Abstract—Public support for
protection of farmland—cropland, pasture, and rangeland—is
growing, as private decisions to convert land may not account
for rural amenity and other nonmarket benefits of farmland. Protection
programs include both regulatory and voluntary measures. Whether
the benefits of farmland protection exceed program costs may depend
greatly on local conditions.
Introduction
Expansion of land in urban uses often encroaches on cropland, pasture,
and rangeland. When these types of farmland are converted to urban
uses, the ability of the land to produce agricultural outputs is
lost. Such losses are the focus of growing public financial support
for farmland protection. All 50 States have enacted one or more
farmland protection programs to help slow the conversion of farmland
to developed uses.
If farmland only produced agricultural commodities, the normal
workings of the land market would optimally allocate land between
farming and urban uses. However, farmland also provides a number
of other benefits, or rural amenities, including open space, scenic
views, rural agrarian character, and wildlife habitat. These nonmarket
benefits are not typically accounted for in the land market, as
landowners are seldom able to extract payment from anyone for providing
these amenities. Consequently, landowners may not take the social
value of these amenities into account when considering whether to
develop land for urban-related purposes.
Trends in Farmland Losses
While farmland converted to urban uses comes from a large base,
urban areas have grown rapidly from a small acreage base (see AREI
Chapter 1.1). On average, 2.2 million acres of farmland per
year were converted to urban uses between 1992 and 2001, versus
1.1 million acres per year during the previous decade (Vesterby
and Krupa, 2001). Still, this annual rate represents barely 0.2
percent of the Nation's 1.03 billion acres of cropland, grassland, pasture, and rangeland suggests little threat to the Nation's capacity to produce
food and fiber (Barnard, 2000).
Rapid urban development since World War II has been fueled primarily
by population and economic growth, which has occurred in conjunction
with increased automobile ownership, declines in average household
size, and an increase in average residential lot sizes beyond the
urban fringe (Heimlich and Anderson, 2001). The movement of urban
populations to suburban locations has also increased development
pressures (Barnard, 2004). Despite more than doubling since 1960,
urban area made up less than 3 percent of U.S. land area (excluding
Alaska) in 1997. Developed area—which includes urban areas
plus large lot development, development in rural areas, and rural
roads and transportation—made up slightly more than 6 percent
in 1997 (Vesterby and Krupa, 2001).
Land moves into and out of different uses for a variety of reasons.
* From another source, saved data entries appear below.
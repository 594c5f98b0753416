use crate::config::types::Config;
use crate::config::validation::validate;
use crate::ConfigError;
use std::path::Path;

/// Loads and validates a configuration file
///
/// # Example
///
/// ```no_run
/// use std::path::Path;
/// use petrel::config::load_config;
///
/// let config = load_config(Path::new("petrel.toml")).unwrap();
/// println!("Max depth: {}", config.crawler.max_depth);
/// ```
pub fn load_config(path: &Path) -> Result<Config, ConfigError> {
    let content = std::fs::read_to_string(path)?;
    let config: Config = toml::from_str(&content)?;
    validate(&config)?;
    Ok(config)
}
Movements of land into urban uses, however, tend to be permanent.
Once farmland is developed, it is typically economically infeasible
to revert back to farming. In 1982-97, 22.7 million acres of farmland
were converted to forest, versus 13.9 million acres converted to
urban uses.1 About 5.4 million acres
of land converted to urban uses were prime farmland. However, the
share of land converted that was prime (22 percent) was very similar
to the share of the land base that was prime in 1982 (20 percent),
so prime farmland was not disproportionately converted (fig. 5.6.1).
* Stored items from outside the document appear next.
//! Bounded output pipeline
//!
//! Two bounded channels carry extracted artifacts to external consumers.
//! Producers never block: when a queue is full the record is dropped and a
//! warning is logged, trading completeness for crawler liveness. The core
//! never reads from its own queues.

use tokio::sync::mpsc;
use tokio::sync::mpsc::error::TrySendError;
use url::Url;

/// Extracted body text of one page
#[derive(Debug, Clone)]
pub struct TextRecord {
    pub url: Url,
    pub text: String,
    pub depth: u32,
}

/// One fetched image, re-encoded as JPEG
#[derive(Debug, Clone)]
pub struct ImageRecord {
    pub url: Url,
    pub bytes: Vec<u8>,
    pub depth: u32,
}

/// Consumer half of the pipeline
pub struct OutputStreams {
    pub text: mpsc::Receiver<TextRecord>,
    pub images: mpsc::Receiver<ImageRecord>,
}

/// Producer half of the pipeline, held by the frontier
#[derive(Clone)]
pub struct OutputPipeline {
    text_tx: mpsc::Sender<TextRecord>,
    image_tx: mpsc::Sender<ImageRecord>,
}

impl OutputPipeline {
    /// Creates both queues with the given capacities
    pub fn bounded(text_capacity: usize, image_capacity: usize) -> (Self, OutputStreams) {
        let (text_tx, text_rx) = mpsc::channel(text_capacity.max(1));
        let (image_tx, image_rx) = mpsc::channel(image_capacity.max(1));

        (
            Self { text_tx, image_tx },
            OutputStreams {
                text: text_rx,
                images: image_rx,
            },
        )
    }

    /// Non-blocking enqueue; returns whether the record was accepted
    pub fn publish_text(&self, record: TextRecord) -> bool {
        match self.text_tx.try_send(record) {
            Ok(()) => true,
            Err(TrySendError::Full(dropped)) => {
                tracing::warn!("text queue full, dropping record for {}", dropped.url);
                false
            }
            Err(TrySendError::Closed(_)) => false,
        }
    }

    /// Non-blocking enqueue; returns whether the record was accepted
    pub fn publish_image(&self, record: ImageRecord) -> bool {
        match self.image_tx.try_send(record) {
            Ok(()) => true,
            Err(TrySendError::Full(dropped)) => {
                tracing::warn!("image queue full, dropping record for {}", dropped.url);
                false
            }
            Err(TrySendError::Closed(_)) => false,
        }
    }
}

#[cfg(test)]
mod tests {
    use super::*;

    fn text_record(path: &str) -> TextRecord {
        TextRecord {
            url: Url::parse(&format!("https://example.com{}", path)).unwrap(),
            text: "words".to_string(),
            depth: 0,
        }
    }

    #[test]
    fn test_records_flow_through() {
        let (pipeline, mut streams) = OutputPipeline::bounded(4, 4);

        assert!(pipeline.publish_text(text_record("/a")));
        assert!(pipeline.publish_text(text_record("/b")));

        assert_eq!(streams.text.try_recv().unwrap().url.path(), "/a");
        assert_eq!(streams.text.try_recv().unwrap().url.path(), "/b");
    }

    #[test]
    fn test_full_queue_drops_without_blocking() {
        let (pipeline, mut streams) = OutputPipeline::bounded(2, 2);

        assert!(pipeline.publish_text(text_record("/1")));
        assert!(pipeline.publish_text(text_record("/2")));
        // Capacity exhausted: these are dropped, the call returns immediately
        assert!(!pipeline.publish_text(text_record("/3")));
        assert!(!pipeline.publish_text(text_record("/4")));

        assert_eq!(streams.text.try_recv().unwrap().url.path(), "/1");
        assert_eq!(streams.text.try_recv().unwrap().url.path(), "/2");
        assert!(streams.text.try_recv().is_err());
    }

    #[test]
    fn test_draining_frees_capacity() {
        let (pipeline, mut streams) = OutputPipeline::bounded(1, 1);

        assert!(pipeline.publish_text(text_record("/1")));
        assert!(!pipeline.publish_text(text_record("/2")));

        streams.text.try_recv().unwrap();
        assert!(pipeline.publish_text(text_record("/3")));
    }

    #[test]
    fn test_closed_consumer_is_silent() {
        let (pipeline, streams) = OutputPipeline::bounded(2, 2);
        drop(streams);

        assert!(!pipeline.publish_text(text_record("/a")));
        assert!(!pipeline.publish_image(ImageRecord {
            url: Url::parse("https://example.com/pic.jpg").unwrap(),
            bytes: vec![0xff],
            depth: 1,
        }));
    }

    #[test]
    fn test_zero_capacity_clamped() {
        // A zero-sized tokio channel would panic; the pipeline clamps to 1.
        let (pipeline, mut streams) = OutputPipeline::bounded(0, 0);
        assert!(pipeline.publish_text(text_record("/only")));
        assert!(streams.text.try_recv().is_ok());
    }

    #[test]
    fn test_image_queue_independent_of_text_queue() {
        let (pipeline, mut streams) = OutputPipeline::bounded(1, 1);

        assert!(pipeline.publish_text(text_record("/t")));
        // Text queue is full; image queue still accepts
        assert!(pipeline.publish_image(ImageRecord {
            url: Url::parse("https://example.com/pic.jpg").unwrap(),
            bytes: vec![1, 2, 3],
            depth: 2,
        }));

        let img = streams.images.try_recv().unwrap();
        assert_eq!(img.depth, 2);
        assert_eq!(img.bytes, vec![1, 2, 3]);
    }
}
The amount of land in cropland uses remained nearly constant nationwide
between 1945 and 1997, at about 20 percent of U.S. land. Yet, some
regions have consistently lost cropland (fig. 5.6.2). The Northeast
lost 46 percent (11.6 million acres) of the cropland that existed
in 1945, the Southeast lost 33 percent (9.0 million acres), Appalachia
lost 20 percent (7.0 million acres), and the Lake States, 12 percent
(5.5 million acres). Western regions, however, added 12 percent
(37.1 million acres). Losses in the East are likely due to increased
urbanization, while Western gains are due in part to federally subsidized
irrigation water (Vesterby and Krupa, 2001). See data product for
State-level detail.
Losses in grassland pasture and range in 1945-97 exceeded 70 percent
(7.3 million acres) in the Northeast. Causes include natural regeneration
of forests and losses of grassland to urban development (Vesterby
and Krupa, 2001). Grassland losses in the West were 10 percent (61.4
million acres), due largely to nonpermanent conversions to cropland
(see data product for State-level
detail).
Farmland Protection Policies and Tools
Because private land use and conversion decisions may not account
for rural amenity and other nonmarket benefits provided by farmland,
government agencies and other organizations adopt policies and programs
to protect farmland. Land use management is a local prerogative
by tradition and law, and every State has enacted measures that
help protect farmland. An
ERS analysis of the "purpose clauses" of State farmland
protection laws and programs found that protecting rural amenities
was cited by 36 States, along with protecting local food supplies
(30 States), protecting environmental services—including water
and air quality (29 States), protecting the local economy's
natural resource-related jobs (23 States), and maintaining orderly
development (18 States). The focus on protecting rural amenities
most often stemmed from goals relating to the protection of open
space and rural/agrarian character.
Local jurisdictions and nonprofit organizations have adopted an
expanding array of farmland
protection programs since World War II. Agricultural/rural residential
zoning defines minimum parcel sizes and may include limitations
that restrict use to farm-related activities (farm family and labor
housing, processing, and marketing). Another regulatory approach
is right-to-farm laws, which protect farmers from nuisance lawsuits
brought by neighbors objecting to normal farm activities, and sometimes
from local government-imposed ordinances that unreasonably restrict
agricultural activities
Voluntary approaches include preferential assessment, which allows
jurisdictions to assess agricultural land for property tax purposes
at its value in current agricultural uses instead of its full market
value for potential urban (developed) uses. In some cases, landowners
must forgo development for a specified time period. Preferential
assessment laws were first enacted at the State level in Maryland
in 1956; by 1989, they had been adopted by all 50 States. Other
voluntary approaches include agricultural districts, in which enrolled
landowners maintain the land in an agricultural use for a specified
term, in exchange for property tax relief, insulation from nuisance
complaints, and other benefits; Purchase of Development Rights (PDR)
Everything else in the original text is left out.